Occupy the Neighborhood: How Counties Can Use Land Banks and Eminent Domain
By Ellen Brown, from OpEdNews.com
An electronic database called MERS has created defects in the chain of title to over half the homes in America. Counties have been cheated out of millions of dollars in recording fees, and their title records are in hopeless disarray. Meanwhile, foreclosed and abandoned homes are blighting neighborhoods. Straightening out the records and restoring the homes to occupancy is clearly in the public interest, and the burden is on local government to do it. But how? New legal developments are presenting some innovative alternatives.
John O’Brien is Register of Deeds for Southern Essex County, Massachusetts. He calls his land registry a “crime scene.” A formal forensic audit of the properties for which he is responsible found that:
Only 16% of the mortgage assignments were valid.

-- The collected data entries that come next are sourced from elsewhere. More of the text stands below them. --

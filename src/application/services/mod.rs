//! Application services - Built-in commands and the adapter serve loop

pub mod help;
pub mod serve;

pub use help::HelpCommand;
pub use serve::listen_and_serve;
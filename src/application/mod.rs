//! Application layer - Dispatch logic
//! 
//! This layer contains:
//! - Errors: Registration, routing and command errors
//! - Messaging: Parsing, the command tree and the message dispatcher
//! - Services: The help command and the adapter serve loop

pub mod errors;
pub mod services;
pub mod messaging;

27% of the invalid assignments were fraudulent, 35% were “robo-signed,” and 10% violated the Massachusetts Mortgage Fraud Statute.
The identity of financial institutions that are current owners of the mortgages could be determined for only 287 out of 473 (60%).
There were 683 missing assignments for the 287 traced mortgages, representing approximately $180,000 in lost recording fees per 1,000 mortgages whose current ownership could be traced.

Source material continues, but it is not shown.